Suite à la dépêche Comparatif : GrapheneOS vs LineageOS, je souhaitais faire part d’un retour d’expérience sur l’utilisation de GrapheneOS sur un téléphone Android Pixel 7a. Ce commentaire est repris ici sous forme de dépêche.

    Sommaire

    Le point de départ est celui d’un utilisateur sensible aux logiciels libres mais qui utilise un téléphone Android Samsung « comme tout le monde », avec :

    • Utilisation du Google Play Store, avec un compte Google personnel
    • Utilisation d’un compte Google professionnel
    • Utilisation du Samsung store, avec un compte Samsung
    • Utilisation d’une montre connectée Samsung avec appli Samsung health

    L’utilisateur a déjà expérimenté par le passé les solutions suivantes :

    • UbuntuOS (abandonné rapidement par manque d’applications)
    • LineageOS, avec Micro-G + « signature spoofing » pour permettre l’installation des applications bancaires

    PixelOS

    Installation

    La mise en œuvre du système « stock » installé sur le smartphone est très facile et simple d’utilisation. Les téléphones Pixel proposent des fonctionnalités « avancées » spécifiques qui sont proposées au démarrage, avec à chaque fois le jeu de « voulez-vous activer cette fonctionnalité ? Si oui, acceptez le contrôle des données suivantes… »
    On est dans un environnement full google, donc avec quelques habitudes à changer me concernant venant d’un environnement Samsung (la surcouche de l’OS est différente).

    Interface

    Launcher Pixel avec une barre de recherche Google qui ne peut pas être enlevée (The search bar cannot be removed from the bottom of the home screen, it's part of the Pixel Launcher https://support.google.com/pixelphone/thread/133065648/is-there-any-way-to-remove-the-google-search-bar-from-the-home-screen?hl=en), sinon tout est fluide / "beau"

    Fonctionnalités spécifiques/avancées de PixelOS

    • Déblocage du téléphone par reconnaissance faciale (probablement un cauchemar en termes de privacy, mais je pourrais comprendre pourquoi une personne lambda souhaiterait activer ce service)
    • « Double tap » au dos du téléphone pour lancer une action (dans mon cas : la lampe torche)
      • On peut utiliser Torchie pour une fonctionnalité proche (https://f-droid.org/fr/packages/in.blogspot.anselmbros.torchie/)
      • Les fonctions d’urgence « avancées » fournies par l’application « sécurité personnelle » (https://play.google.com/store/apps/details?id=com.google.android.apps.safetyhub&hl=fr&gl=US)
      • L’application est disponible sur le playstore mais ne fonctionne pas sur GrapheneOS
      • Il existe une fonction d’urgence « de base » dans GrapheneOS (AOSP ?) (appuyer 5x sur power pour lancer un appel d’urgence vers le 112)
      • Dans PixelOS, il y a un conflit de raccourcis entre « appuyer 5x sur power pour lancer un appel d’urgence » et l’option « appuyer 2x pour lancer l’appareil photo » (quand les deux sont activées : l’appareil photo prend le dessus)
    • Paiements NFC (non accessibles sur GrapheneOS)
      • Certaines applications de paiement autres que Google Wallet peuvent fonctionner (par ex.
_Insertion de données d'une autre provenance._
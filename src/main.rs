use std::{net::SocketAddr, sync::Arc, time::Duration};

use anyhow::{Context, Result};
use tracing_subscriber::{layer::SubscriberExt, util::SubscriberInitExt};

use site_core::WavePlaceholder;
use site_dashboard::{
    AppState, build_router,
    client::BackendClient,
    config::load_dashboard_config,
    export::{CommandCapture, RenderState, ReportExporter},
    self_url,
};

#[tokio::main]
async fn main() -> Result<()> {
    init_tracing();

    let cfg = load_dashboard_config();
    tracing::info!(
        "dashboard config: backend_url={} poll_interval_secs={} layout={:?} capture_cmd={}",
        cfg.backend_url,
        cfg.poll_interval_secs,
        cfg.layout,
        cfg.report.capture_cmd
    );

    let client = BackendClient::new(
        &cfg.backend_url,
        Duration::from_secs(cfg.request_timeout_secs.max(1)),
    )
    .context("build backend client")?;

    let mut capture = CommandCapture::new(
        cfg.report.capture_cmd.clone(),
        Duration::from_secs(cfg.report.capture_timeout_secs.max(1)),
    );
    if let Some(dir) = &cfg.report.scratch_dir {
        capture = capture.with_scratch_dir(dir);
    }
    let exporter = ReportExporter::new(
        RenderState::default(),
        Arc::new(capture),
        Duration::from_millis(cfg.report.settle_ms),
    );

    let addr: SocketAddr = cfg
        .listen_addr
        .parse()
        .with_context(|| format!("parse listen_addr {}", cfg.listen_addr))?;
    let listener = tokio::net::TcpListener::bind(addr)
        .await
        .with_context(|| format!("bind {addr}"))?;
    let local = listener.local_addr().context("listener address")?;

    let poll_every = Duration::from_secs(cfg.poll_interval_secs.max(1));
    let state = AppState::new(
        cfg,
        client,
        exporter,
        Arc::new(WavePlaceholder::new()),
        self_url(local),
    );
    let poller = state.poller.clone().spawn(poll_every);

    tracing::info!("dashboard listening on http://{}", local);
    let served = axum::serve(listener, build_router(state))
        .with_graceful_shutdown(shutdown_signal())
        .await;
    poller.shutdown();
    served.context("serve http")?;
    Ok(())
}

async fn shutdown_signal() {
    if let Err(err) = tokio::signal::ctrl_c().await {
        tracing::warn!("failed to listen for ctrl-c: {err}");
        std::future::pending::<()>().await;
    }
    tracing::info!("shutting down");
}

fn init_tracing() {
    let subscriber = tracing_subscriber::registry()
        .with(tracing_subscriber::EnvFilter::new(
            std::env::var("RUST_LOG").unwrap_or_else(|_| "info".into()),
        ))
        .with(tracing_subscriber::fmt::layer());
    subscriber.init();
}
//! Solar + ESS + VPP site monitoring dashboard.
//! - Polls the site backend's `GET /api/status` on an interval into a shared cache.
//! - Serves server-rendered tabs (Home, PV, PCS, BMS, ESS, VPP, report, alarm, settings).
//! - ESS/VPP forms validate locally, then pass through to the backend config endpoints.
//! - Exports the report to PDF through a headless browser.
//! - Env vars: BACKEND_URL, DASHBOARD_HTTP_ADDR, POLL_INTERVAL_SECS, REPORT_CAPTURE_CMD, RUST_LOG.

use std::net::{Ipv4Addr, SocketAddr};
use std::sync::Arc;
use std::time::Duration;

use axum::{
    Router,
    routing::{get, post},
};
use tower_http::trace::TraceLayer;

use site_core::PlaceholderData;

pub mod client;
pub mod config;
pub mod export;
pub mod http;
pub mod pages;
pub mod poller;

use crate::client::BackendClient;
use crate::config::DashboardConfig;
use crate::export::ReportExporter;
use crate::poller::{Poller, StatusCache};

#[derive(Clone)]
pub struct AppState {
    pub config: Arc<DashboardConfig>,
    pub client: BackendClient,
    pub poller: Poller,
    pub exporter: ReportExporter,
    // Only consulted before the first snapshot arrives.
    pub placeholder: Arc<dyn PlaceholderData>,
    // Where a capture browser on this host can reach the dashboard.
    pub self_url: String,
}

impl AppState {
    pub fn new(
        config: DashboardConfig,
        client: BackendClient,
        exporter: ReportExporter,
        placeholder: Arc<dyn PlaceholderData>,
        self_url: String,
    ) -> Self {
        let poller = Poller::new(client.clone(), StatusCache::new());
        Self {
            config: Arc::new(config),
            client,
            poller,
            exporter,
            placeholder,
            self_url,
        }
    }

    pub fn cache(&self) -> &StatusCache {
        self.poller.cache()
    }
}

/// Loopback URL for a listener; wildcard binds are reached through 127.0.0.1.
pub fn self_url(addr: SocketAddr) -> String {
    if addr.ip().is_unspecified() {
        format!("http://{}:{}", Ipv4Addr::LOCALHOST, addr.port())
    } else {
        format!("http://{addr}")
    }
}

pub fn build_router(state: AppState) -> Router {
    Router::new()
        .route("/", get(http::home))
        .route("/pv", get(http::pv))
        .route("/pcs", get(http::pcs))
        .route("/bms", get(http::bms))
        .route("/ess", get(http::ess_page).post(http::ess_submit))
        .route("/vpp", get(http::vpp_page).post(http::vpp_submit))
        .route("/report", get(http::report_page))
        .route("/report/export", post(http::report_export))
        .route("/alarm", get(http::alarm))
        .route("/settings", get(http::settings))
        .route("/api/dashboard", get(http::api_dashboard))
        .route("/refresh", post(http::refresh))
        .with_state(state)
        .layer(
            TraceLayer::new_for_http()
                .make_span_with(|req: &axum::http::Request<_>| {
                    tracing::info_span!(
                        "http_request",
                        method = %req.method(),
                        path = %req.uri().path(),
                    )
                })
                .on_response(
                    |res: &axum::http::Response<_>, latency: Duration, _span: &tracing::Span| {
                        tracing::debug!(
                            "response status={} latency_ms={}",
                            res.status(),
                            latency.as_millis()
                        );
                    },
                ),
        )
}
Paylib)
    • Fonctionnalité « bien être numérique », notamment le fait de passer l’écran en noir & blanc à partir d’une certaine heure pour tenter de limiter le temps devant les écrans. L’application existe dans le Play Store (https://play.google.com/store/apps/details?id=com.google.android.apps.wellbeing&hl=fr&gl=US) mais impossible à retrouver depuis le client Play Store sur le téléphone.
      • Il existe probablement des alternatives

    GrapheneOS

    Installation

    Procédure d’installation web très simple et rassurante. C’est la première fois que je me verrai recommander ce type d’install à un utilisateur non technique (alors que la procédure d’install de LineageOS - à l’époque ou j’ai essayé - est complexe et obscure, avec le risque de se planter à plusieurs étapes).

    Interface

    • Le bureau par défaut est très minimaliste et pas très accueillant (je sais que cela peut paraître peu important, mais le fond noir + icônes en noir & blanc peut rebuter / n’est pas aussi accueillant que le système de base).
    • Le clavier par défaut m’a dérangé (après des années à utiliser le clavier Gboard), surtout pour l’écriture « swipe » (que je pratique souvent quand j’écris un message à une main).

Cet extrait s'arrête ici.